Work request: If a line in the data below contains the word "PoolResult", copy it out.

Given entries:
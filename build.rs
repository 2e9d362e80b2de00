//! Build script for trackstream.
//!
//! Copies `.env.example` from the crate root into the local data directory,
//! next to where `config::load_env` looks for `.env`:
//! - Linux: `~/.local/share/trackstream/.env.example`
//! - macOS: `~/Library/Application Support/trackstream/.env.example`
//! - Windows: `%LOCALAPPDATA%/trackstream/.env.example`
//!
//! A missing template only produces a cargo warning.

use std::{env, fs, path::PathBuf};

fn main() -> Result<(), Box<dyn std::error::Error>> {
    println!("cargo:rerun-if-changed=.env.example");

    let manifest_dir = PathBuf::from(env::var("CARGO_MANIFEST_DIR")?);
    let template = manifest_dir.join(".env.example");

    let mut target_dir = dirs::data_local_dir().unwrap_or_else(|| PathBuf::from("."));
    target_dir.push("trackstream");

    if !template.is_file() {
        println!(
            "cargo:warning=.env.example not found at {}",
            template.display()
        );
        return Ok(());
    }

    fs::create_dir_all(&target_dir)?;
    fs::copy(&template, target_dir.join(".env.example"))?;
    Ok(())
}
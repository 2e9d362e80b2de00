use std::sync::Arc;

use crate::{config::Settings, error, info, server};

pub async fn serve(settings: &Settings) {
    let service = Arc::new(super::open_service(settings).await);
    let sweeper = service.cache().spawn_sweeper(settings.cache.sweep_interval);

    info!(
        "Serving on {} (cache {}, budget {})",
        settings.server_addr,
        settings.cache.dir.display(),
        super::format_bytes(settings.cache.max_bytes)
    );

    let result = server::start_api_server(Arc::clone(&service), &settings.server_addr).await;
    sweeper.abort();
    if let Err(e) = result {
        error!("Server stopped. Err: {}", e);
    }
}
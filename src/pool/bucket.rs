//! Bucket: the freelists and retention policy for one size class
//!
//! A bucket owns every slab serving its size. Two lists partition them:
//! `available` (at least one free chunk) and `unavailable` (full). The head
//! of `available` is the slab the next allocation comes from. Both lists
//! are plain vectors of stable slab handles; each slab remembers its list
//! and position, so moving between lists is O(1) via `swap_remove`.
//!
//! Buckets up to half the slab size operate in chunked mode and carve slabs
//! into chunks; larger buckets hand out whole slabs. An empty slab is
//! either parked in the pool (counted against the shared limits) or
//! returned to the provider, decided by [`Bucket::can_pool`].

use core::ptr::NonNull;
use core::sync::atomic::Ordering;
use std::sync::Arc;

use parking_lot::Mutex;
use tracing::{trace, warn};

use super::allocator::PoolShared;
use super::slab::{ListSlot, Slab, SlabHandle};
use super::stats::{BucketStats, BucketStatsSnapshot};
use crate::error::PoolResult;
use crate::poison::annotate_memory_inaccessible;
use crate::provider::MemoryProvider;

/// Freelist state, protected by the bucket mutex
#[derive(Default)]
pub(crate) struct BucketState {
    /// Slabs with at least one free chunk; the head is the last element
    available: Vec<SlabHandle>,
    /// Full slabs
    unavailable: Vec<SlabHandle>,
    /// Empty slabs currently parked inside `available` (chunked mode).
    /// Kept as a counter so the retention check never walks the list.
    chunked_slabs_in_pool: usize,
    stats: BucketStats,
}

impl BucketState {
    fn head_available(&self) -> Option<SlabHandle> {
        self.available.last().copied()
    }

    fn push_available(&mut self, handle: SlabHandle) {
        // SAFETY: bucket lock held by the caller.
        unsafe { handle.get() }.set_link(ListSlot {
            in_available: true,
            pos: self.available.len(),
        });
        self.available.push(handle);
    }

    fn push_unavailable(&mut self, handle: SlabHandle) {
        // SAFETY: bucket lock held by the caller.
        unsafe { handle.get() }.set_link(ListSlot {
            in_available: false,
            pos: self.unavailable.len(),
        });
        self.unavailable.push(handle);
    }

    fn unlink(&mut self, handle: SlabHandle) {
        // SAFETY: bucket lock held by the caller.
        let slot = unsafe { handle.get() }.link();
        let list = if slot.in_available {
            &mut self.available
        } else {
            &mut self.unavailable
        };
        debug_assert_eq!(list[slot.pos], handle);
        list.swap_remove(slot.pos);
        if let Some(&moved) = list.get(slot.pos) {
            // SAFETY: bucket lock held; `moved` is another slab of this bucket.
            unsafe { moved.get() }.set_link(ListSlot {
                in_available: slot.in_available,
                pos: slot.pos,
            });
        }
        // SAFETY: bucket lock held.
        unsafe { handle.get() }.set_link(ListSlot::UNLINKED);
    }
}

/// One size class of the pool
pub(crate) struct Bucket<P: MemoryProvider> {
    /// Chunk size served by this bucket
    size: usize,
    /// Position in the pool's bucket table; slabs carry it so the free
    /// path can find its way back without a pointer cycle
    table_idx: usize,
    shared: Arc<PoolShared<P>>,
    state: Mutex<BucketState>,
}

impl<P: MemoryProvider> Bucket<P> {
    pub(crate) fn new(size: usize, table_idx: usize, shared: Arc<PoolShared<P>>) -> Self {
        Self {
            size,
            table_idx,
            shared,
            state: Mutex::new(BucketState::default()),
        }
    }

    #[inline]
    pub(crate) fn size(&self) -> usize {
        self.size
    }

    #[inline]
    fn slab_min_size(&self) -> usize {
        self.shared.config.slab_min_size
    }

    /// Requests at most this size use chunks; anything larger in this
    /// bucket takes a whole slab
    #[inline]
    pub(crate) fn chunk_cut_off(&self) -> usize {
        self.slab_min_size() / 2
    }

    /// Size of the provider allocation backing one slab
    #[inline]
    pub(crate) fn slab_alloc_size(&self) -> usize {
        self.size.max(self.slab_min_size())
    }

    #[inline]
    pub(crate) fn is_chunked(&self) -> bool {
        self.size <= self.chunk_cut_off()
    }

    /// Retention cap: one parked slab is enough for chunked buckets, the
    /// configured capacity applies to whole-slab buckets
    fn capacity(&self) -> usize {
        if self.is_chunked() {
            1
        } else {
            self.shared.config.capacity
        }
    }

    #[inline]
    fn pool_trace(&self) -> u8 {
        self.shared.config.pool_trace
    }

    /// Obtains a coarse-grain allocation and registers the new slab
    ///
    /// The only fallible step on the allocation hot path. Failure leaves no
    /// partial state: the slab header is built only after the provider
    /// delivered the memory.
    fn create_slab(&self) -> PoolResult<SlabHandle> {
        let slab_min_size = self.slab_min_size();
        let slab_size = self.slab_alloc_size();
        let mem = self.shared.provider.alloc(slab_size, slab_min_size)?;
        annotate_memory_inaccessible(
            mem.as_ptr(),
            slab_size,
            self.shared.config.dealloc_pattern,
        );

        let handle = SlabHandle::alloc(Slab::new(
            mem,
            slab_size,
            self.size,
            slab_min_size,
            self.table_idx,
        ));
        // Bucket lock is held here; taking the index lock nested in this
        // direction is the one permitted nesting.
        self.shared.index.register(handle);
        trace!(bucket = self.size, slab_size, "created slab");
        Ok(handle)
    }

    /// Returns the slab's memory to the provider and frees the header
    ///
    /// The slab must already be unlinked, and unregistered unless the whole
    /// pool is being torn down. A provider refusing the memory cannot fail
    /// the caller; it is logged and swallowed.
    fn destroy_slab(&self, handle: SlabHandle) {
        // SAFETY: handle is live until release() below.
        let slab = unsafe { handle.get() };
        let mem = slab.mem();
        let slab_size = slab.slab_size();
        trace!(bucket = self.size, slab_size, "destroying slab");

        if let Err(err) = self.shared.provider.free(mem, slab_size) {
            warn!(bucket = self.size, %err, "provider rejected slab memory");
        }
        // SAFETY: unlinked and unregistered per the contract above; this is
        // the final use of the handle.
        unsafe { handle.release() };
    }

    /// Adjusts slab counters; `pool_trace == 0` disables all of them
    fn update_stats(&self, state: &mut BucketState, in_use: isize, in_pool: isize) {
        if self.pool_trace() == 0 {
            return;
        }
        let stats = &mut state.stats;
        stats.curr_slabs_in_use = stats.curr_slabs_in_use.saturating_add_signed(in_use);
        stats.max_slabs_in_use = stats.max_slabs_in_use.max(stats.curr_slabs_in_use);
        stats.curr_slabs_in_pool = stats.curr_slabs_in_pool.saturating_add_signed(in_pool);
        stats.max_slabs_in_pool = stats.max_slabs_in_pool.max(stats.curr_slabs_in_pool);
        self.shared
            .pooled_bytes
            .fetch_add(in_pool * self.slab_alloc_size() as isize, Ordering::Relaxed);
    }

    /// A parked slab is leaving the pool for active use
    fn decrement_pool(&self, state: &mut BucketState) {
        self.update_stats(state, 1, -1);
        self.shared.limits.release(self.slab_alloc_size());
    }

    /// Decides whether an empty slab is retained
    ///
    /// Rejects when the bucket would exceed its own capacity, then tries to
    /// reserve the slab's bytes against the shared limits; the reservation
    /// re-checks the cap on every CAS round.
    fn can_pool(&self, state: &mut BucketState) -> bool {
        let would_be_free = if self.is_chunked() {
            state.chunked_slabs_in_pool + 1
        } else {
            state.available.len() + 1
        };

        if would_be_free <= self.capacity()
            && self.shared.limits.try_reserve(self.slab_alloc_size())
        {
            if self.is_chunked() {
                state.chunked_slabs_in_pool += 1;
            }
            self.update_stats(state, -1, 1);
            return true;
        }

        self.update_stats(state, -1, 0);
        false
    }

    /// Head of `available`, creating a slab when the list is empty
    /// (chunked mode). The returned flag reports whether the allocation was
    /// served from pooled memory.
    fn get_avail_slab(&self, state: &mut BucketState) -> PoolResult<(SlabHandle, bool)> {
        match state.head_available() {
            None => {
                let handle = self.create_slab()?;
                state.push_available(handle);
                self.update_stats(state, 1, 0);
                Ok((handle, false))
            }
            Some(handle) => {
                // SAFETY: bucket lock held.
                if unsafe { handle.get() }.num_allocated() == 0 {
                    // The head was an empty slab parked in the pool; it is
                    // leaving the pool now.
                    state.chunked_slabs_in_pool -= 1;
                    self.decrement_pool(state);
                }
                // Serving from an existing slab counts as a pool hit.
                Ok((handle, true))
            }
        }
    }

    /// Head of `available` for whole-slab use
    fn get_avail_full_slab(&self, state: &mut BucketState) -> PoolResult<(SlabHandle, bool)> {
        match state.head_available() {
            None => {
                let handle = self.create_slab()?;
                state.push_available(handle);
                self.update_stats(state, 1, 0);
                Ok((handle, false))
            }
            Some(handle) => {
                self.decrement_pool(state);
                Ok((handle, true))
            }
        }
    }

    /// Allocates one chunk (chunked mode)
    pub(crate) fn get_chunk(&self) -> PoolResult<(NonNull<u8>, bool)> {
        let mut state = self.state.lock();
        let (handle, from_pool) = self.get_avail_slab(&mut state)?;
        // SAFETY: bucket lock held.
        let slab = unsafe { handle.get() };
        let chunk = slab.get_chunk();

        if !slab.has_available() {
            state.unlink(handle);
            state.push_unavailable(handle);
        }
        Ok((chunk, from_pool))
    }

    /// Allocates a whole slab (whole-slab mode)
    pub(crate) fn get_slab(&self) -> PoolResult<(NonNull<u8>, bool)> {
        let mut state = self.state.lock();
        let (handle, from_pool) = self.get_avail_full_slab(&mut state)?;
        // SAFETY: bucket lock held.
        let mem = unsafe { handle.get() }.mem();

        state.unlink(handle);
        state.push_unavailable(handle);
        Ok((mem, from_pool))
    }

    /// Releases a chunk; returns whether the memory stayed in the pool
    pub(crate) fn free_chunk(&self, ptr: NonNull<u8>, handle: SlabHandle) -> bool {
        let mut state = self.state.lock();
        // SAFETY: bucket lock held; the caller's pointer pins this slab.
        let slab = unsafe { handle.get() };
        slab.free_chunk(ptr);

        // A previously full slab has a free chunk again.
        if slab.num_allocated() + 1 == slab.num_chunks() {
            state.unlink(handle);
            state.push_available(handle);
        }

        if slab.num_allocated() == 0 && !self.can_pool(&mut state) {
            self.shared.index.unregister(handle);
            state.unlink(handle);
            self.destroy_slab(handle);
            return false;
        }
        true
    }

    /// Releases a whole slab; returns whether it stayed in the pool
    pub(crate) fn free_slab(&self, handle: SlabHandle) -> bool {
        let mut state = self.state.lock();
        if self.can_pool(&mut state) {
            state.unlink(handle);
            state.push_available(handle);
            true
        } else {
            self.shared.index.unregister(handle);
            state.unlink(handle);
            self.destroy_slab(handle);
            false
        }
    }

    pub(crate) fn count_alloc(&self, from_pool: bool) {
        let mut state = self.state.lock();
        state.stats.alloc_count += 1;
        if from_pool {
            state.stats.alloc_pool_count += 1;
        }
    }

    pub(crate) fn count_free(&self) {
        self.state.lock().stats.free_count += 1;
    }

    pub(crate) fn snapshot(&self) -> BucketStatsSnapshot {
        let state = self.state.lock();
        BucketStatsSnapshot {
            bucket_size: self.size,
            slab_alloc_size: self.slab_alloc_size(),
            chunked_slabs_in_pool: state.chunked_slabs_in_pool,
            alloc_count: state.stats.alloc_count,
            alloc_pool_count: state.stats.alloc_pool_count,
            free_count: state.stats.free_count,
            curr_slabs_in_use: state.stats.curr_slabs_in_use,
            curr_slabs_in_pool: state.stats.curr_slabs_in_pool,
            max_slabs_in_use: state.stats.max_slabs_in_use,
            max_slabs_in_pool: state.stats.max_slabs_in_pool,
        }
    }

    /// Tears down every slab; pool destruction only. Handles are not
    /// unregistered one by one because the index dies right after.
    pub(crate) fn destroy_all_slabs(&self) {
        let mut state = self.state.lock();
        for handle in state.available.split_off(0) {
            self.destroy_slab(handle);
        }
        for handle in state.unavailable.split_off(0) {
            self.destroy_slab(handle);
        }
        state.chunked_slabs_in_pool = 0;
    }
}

Response for this exercise:
use crate::error::PoolResult;
    fn create_slab(&self) -> PoolResult<SlabHandle> {
    fn get_avail_slab(&self, state: &mut BucketState) -> PoolResult<(SlabHandle, bool)> {
    fn get_avail_full_slab(&self, state: &mut BucketState) -> PoolResult<(SlabHandle, bool)> {
    pub(crate) fn get_chunk(&self) -> PoolResult<(NonNull<u8>, bool)> {
    pub(crate) fn get_slab(&self) -> PoolResult<(NonNull<u8>, bool)> {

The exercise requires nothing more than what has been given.